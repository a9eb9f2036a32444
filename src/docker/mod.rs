pub mod client;
pub mod error;
pub mod logs;
pub(crate) mod models;

pub use client::{DEFAULT_SOCKET_PATH, DockerEngine};
pub use error::DockerError;
pub use logs::{LogLine, LogStream, demux, plain_lines};
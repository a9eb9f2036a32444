pub mod app;
pub mod args;
pub mod docker;
pub mod domain;
pub mod errors;
pub mod ports;
pub mod registry;
pub mod start;
pub mod utils;

pub use args::Args;
pub use errors::DockerUpdateMgrError;
pub use start::run_app;
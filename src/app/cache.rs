use chrono::{DateTime, Duration, Utc};
use std::collections::HashMap;
use std::sync::{Mutex, PoisonError};

use crate::domain::UpdateCheck;

/// Default time an update check stays valid, in seconds.
pub const DEFAULT_TTL_SECS: i64 = 300;

/// Best-effort TTL cache of update checks keyed by raw image name.
///
/// An entry is only served while it is younger than the TTL *and* was
/// recorded against the same local image ID; a changed ID means the image
/// was pulled or rolled back since the check.
pub struct UpdateCache {
    ttl: Duration,
    entries: Mutex<HashMap<String, UpdateCheck>>,
}

impl UpdateCache {
    #[must_use]
    pub fn new(ttl: Duration) -> Self {
        Self {
            ttl,
            entries: Mutex::new(HashMap::new()),
        }
    }

    #[must_use]
    pub fn ttl(&self) -> Duration {
        self.ttl
    }

    pub fn get_fresh(
        &self,
        image: &str,
        local_image_id: &str,
        now: DateTime<Utc>,
    ) -> Option<UpdateCheck> {
        let entries = self.entries.lock().unwrap_or_else(PoisonError::into_inner);
        entries
            .get(image)
            .filter(|e| now.signed_duration_since(e.checked_at) < self.ttl)
            .filter(|e| e.local_image_id == local_image_id)
            .cloned()
    }

    /// Last write wins; concurrent passes over the same image may overwrite each other.
    pub fn insert(&self, image: &str, check: UpdateCheck) {
        let mut entries = self.entries.lock().unwrap_or_else(PoisonError::into_inner);
        entries.insert(image.to_string(), check);
    }

    pub fn invalidate(&self, image: &str) {
        let mut entries = self.entries.lock().unwrap_or_else(PoisonError::into_inner);
        entries.remove(image);
    }

    pub fn clear(&self) {
        let mut entries = self.entries.lock().unwrap_or_else(PoisonError::into_inner);
        entries.clear();
    }

    #[must_use]
    pub fn len(&self) -> usize {
        self.entries
            .lock()
            .unwrap_or_else(PoisonError::into_inner)
            .len()
    }

    #[must_use]
    pub fn is_empty(&self) -> bool {
        self.len() == 0
    }
}

impl Default for UpdateCache {
    fn default() -> Self {
        Self::new(Duration::seconds(DEFAULT_TTL_SECS))
    }
}
//! Logging setup for the application

use tracing::Level;
use tracing_subscriber::EnvFilter;

/// Log levels for controlling verbosity
#[derive(Debug, Clone, Copy, PartialEq, Eq, PartialOrd, Ord)]
pub enum LogLevel {
    /// Normal execution, no verbose flag
    Normal = 0,
    /// Info level, one verbose flag (-v)
    Info = 1,
    /// Debug level, two verbose flags (-v -v)
    Debug = 2,
}

impl LogLevel {
    #[must_use]
    pub fn from_verbosity(verbosity: u8) -> Self {
        match verbosity {
            0 => LogLevel::Normal,
            1 => LogLevel::Info,
            _ => LogLevel::Debug,
        }
    }

    #[must_use]
    pub fn as_tracing_level(self) -> Level {
        match self {
            LogLevel::Normal => Level::WARN,
            LogLevel::Info => Level::INFO,
            LogLevel::Debug => Level::DEBUG,
        }
    }
}

/// Install the global subscriber. Output goes to stderr so command results
/// on stdout stay machine-readable. `RUST_LOG` overrides the verbosity.
pub fn init(verbosity: u8) {
    let level = LogLevel::from_verbosity(verbosity).as_tracing_level();
    let filter = EnvFilter::try_from_default_env()
        .unwrap_or_else(|_| EnvFilter::new(level.as_str().to_ascii_lowercase()));

    // A second init (e.g. from tests) keeps the first subscriber.
    let _ = tracing_subscriber::fmt()
        .with_env_filter(filter)
        .with_writer(std::io::stderr)
        .with_target(false)
        .try_init();
}
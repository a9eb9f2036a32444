pub mod cache;
pub mod detector;
pub mod recreate;
pub mod self_guard;
pub mod settings;
pub mod update_log;

use chrono::Utc;
use std::future::Future;
use std::path::PathBuf;
use std::sync::Arc;
use std::time::Duration;
use tracing::{info, warn};

use crate::docker::{DockerEngine, LogLine, demux, plain_lines};
use crate::domain::{
    BatchOutcome, ContainerCheck, ContainerSummary, DaemonInfo, RecreateOutcome, Settings,
    UpdateLogEntry,
};
use crate::errors::DockerUpdateMgrError;
use crate::ports::{DockerPort, RegistryPort, SettingsStore, UpdateLogStore};
use crate::registry::{ImageReference, RegistryClient};

use cache::UpdateCache;
use detector::UpdateDetector;
use recreate::Recreator;
use self_guard::SelfGuard;
use settings::InMemorySettings;
use update_log::InMemoryUpdateLog;

/// Runtime configuration of the composition root.
#[derive(Clone, Debug)]
pub struct AppConfig {
    pub docker_socket: PathBuf,
    pub cgroup_path: PathBuf,
    pub cache_ttl: chrono::Duration,
    pub registry_timeout: Duration,
    pub concurrency: usize,
    pub settings: Settings,
}

impl Default for AppConfig {
    fn default() -> Self {
        Self {
            docker_socket: PathBuf::from(crate::docker::DEFAULT_SOCKET_PATH),
            cgroup_path: PathBuf::from(self_guard::DEFAULT_CGROUP_PATH),
            cache_ttl: chrono::Duration::seconds(cache::DEFAULT_TTL_SECS),
            registry_timeout: crate::registry::client::DEFAULT_TIMEOUT,
            concurrency: 1,
            settings: Settings::default(),
        }
    }
}

/// What one scheduled pass saw and did.
#[derive(Debug)]
pub struct PassReport {
    pub checks: Vec<ContainerCheck>,
    pub batch: Option<BatchOutcome>,
}

pub struct AppCore {
    docker: Arc<dyn DockerPort>,
    registry: Arc<dyn RegistryPort>,
    detector: Arc<UpdateDetector>,
    guard: Arc<SelfGuard>,
    recreator: Recreator,
    log: Arc<dyn UpdateLogStore>,
    settings: Arc<dyn SettingsStore>,
}

impl AppCore {
    /// Wire the core from its collaborators.
    pub fn new(
        docker: Arc<dyn DockerPort>,
        registry: Arc<dyn RegistryPort>,
        guard: Arc<SelfGuard>,
        config: &AppConfig,
    ) -> Self {
        let cache = Arc::new(UpdateCache::new(config.cache_ttl));
        let detector = Arc::new(UpdateDetector::new(
            Arc::clone(&docker),
            Arc::clone(&registry),
            cache,
        ));
        let log: Arc<dyn UpdateLogStore> = Arc::new(InMemoryUpdateLog::new());
        let recreator = Recreator::new(
            Arc::clone(&docker),
            Arc::clone(&detector),
            Arc::clone(&guard),
            Arc::clone(&log),
        )
        .with_concurrency(config.concurrency);

        Self {
            docker,
            registry,
            detector,
            guard,
            recreator,
            log,
            settings: Arc::new(InMemorySettings::new(config.settings.clone())),
        }
    }

    /// Build the core against the local daemon socket and real registries.
    ///
    /// # Errors
    /// Returns an error if the registry HTTP client cannot be built.
    pub fn connect(config: &AppConfig) -> Result<Self, DockerUpdateMgrError> {
        let docker: Arc<dyn DockerPort> = Arc::new(DockerEngine::new(&config.docker_socket));
        let registry: Arc<dyn RegistryPort> =
            Arc::new(RegistryClient::new(config.registry_timeout)?);
        let guard = Arc::new(SelfGuard::new(Arc::clone(&docker), &config.cgroup_path));
        Ok(Self::new(docker, registry, guard, config))
    }

    pub async fn info(&self) -> Result<DaemonInfo, DockerUpdateMgrError> {
        Ok(self.docker.info().await?)
    }

    pub async fn list_containers(
        &self,
        all: bool,
    ) -> Result<Vec<ContainerSummary>, DockerUpdateMgrError> {
        Ok(self.docker.list_containers(all).await?)
    }

    /// Detection pass over the listed containers. Per-container registry
    /// failures are reported in each result, never as an error.
    ///
    /// # Errors
    /// Returns an error if the daemon cannot list containers.
    pub async fn check(&self, all: bool) -> Result<Vec<ContainerCheck>, DockerUpdateMgrError> {
        let containers = self.docker.list_containers(all).await?;
        let checks = self.detector.check_containers(&containers).await;
        let mut settings = self.settings.get();
        settings.last_check = Some(Utc::now());
        self.settings.set(settings);
        Ok(checks)
    }

    pub async fn tags(&self, image: &str) -> Vec<String> {
        self.registry.list_tags(&ImageReference::parse(image)).await
    }

    pub async fn update(
        &self,
        container: &str,
        target_tag: Option<&str>,
    ) -> Result<RecreateOutcome, DockerUpdateMgrError> {
        Ok(self.recreator.update_container(container, target_tag).await?)
    }

    pub async fn update_all(&self) -> Result<BatchOutcome, DockerUpdateMgrError> {
        Ok(self.recreator.update_all().await?)
    }

    pub async fn start(&self, container: &str) -> Result<(), DockerUpdateMgrError> {
        match self.docker.start_container(container).await {
            Err(e) if !e.is_not_modified() => Err(e.into()),
            _ => Ok(()),
        }
    }

    pub async fn stop(&self, container: &str) -> Result<(), DockerUpdateMgrError> {
        if self.guard.is_self(container).await {
            warn!(container, "stopping the updater's own container");
        }
        match self.docker.stop_container(container).await {
            Err(e) if !e.is_not_modified() => Err(e.into()),
            _ => Ok(()),
        }
    }

    pub async fn restart(&self, container: &str) -> Result<(), DockerUpdateMgrError> {
        Ok(self.docker.restart_container(container).await?)
    }

    /// Combined stdout/stderr of a container, split into lines.
    pub async fn logs(
        &self,
        container: &str,
        tail: Option<u64>,
        since: Option<i64>,
    ) -> Result<Vec<LogLine>, DockerUpdateMgrError> {
        let snapshot = self.docker.inspect_container(container).await?;
        let raw = self.docker.container_logs(&snapshot.id, tail, since).await?;
        if snapshot.config.tty {
            Ok(plain_lines(&raw))
        } else {
            Ok(demux(&raw))
        }
    }

    /// Drop every cached update check; the next pass recomputes all.
    pub fn clear_cache(&self) {
        self.detector.cache().clear();
    }

    #[must_use]
    pub fn journal(&self) -> Vec<UpdateLogEntry> {
        self.log.list()
    }

    pub fn clear_journal(&self) {
        self.log.clear();
    }

    #[must_use]
    pub fn settings(&self) -> Settings {
        self.settings.get()
    }

    /// One scheduled pass: detect, then update everything if auto-update is on.
    ///
    /// # Errors
    /// Returns an error if the daemon cannot list containers.
    pub async fn scheduled_pass(&self) -> Result<PassReport, DockerUpdateMgrError> {
        let checks = self.check(false).await?;
        let pending = checks.iter().filter(|c| c.check.has_update).count();
        info!(containers = checks.len(), pending, "detection pass finished");

        let batch = if self.settings.get().auto_update && pending > 0 {
            Some(self.update_all().await?)
        } else {
            None
        };
        Ok(PassReport { checks, batch })
    }

    /// Run [`Self::scheduled_pass`] every `check_interval_minutes` until
    /// `shutdown` resolves. A pass in flight is allowed to finish.
    pub async fn watch<F>(&self, shutdown: impl Future<Output = ()>, mut on_pass: F)
    where
        F: FnMut(PassReport),
    {
        let minutes = self.settings.get().check_interval_minutes.max(1);
        let mut interval = tokio::time::interval(Duration::from_secs(minutes * 60));
        interval.set_missed_tick_behavior(tokio::time::MissedTickBehavior::Delay);
        tokio::pin!(shutdown);

        info!(interval_minutes = minutes, "watching for updates");
        loop {
            tokio::select! {
                _ = &mut shutdown => {
                    info!("watch stopped");
                    return;
                }
                _ = interval.tick() => {
                    match self.scheduled_pass().await {
                        Ok(report) => on_pass(report),
                        Err(e) => warn!(error = %e, "scheduled pass failed"),
                    }
                }
            }
        }
    }
}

ASSIGNMENT
Lines above that include the string "against" need to be copied.

YOUR RESPONSE
/// recorded against the same local image ID; a changed ID means the image
    /// Build the core against the local daemon socket and real registries.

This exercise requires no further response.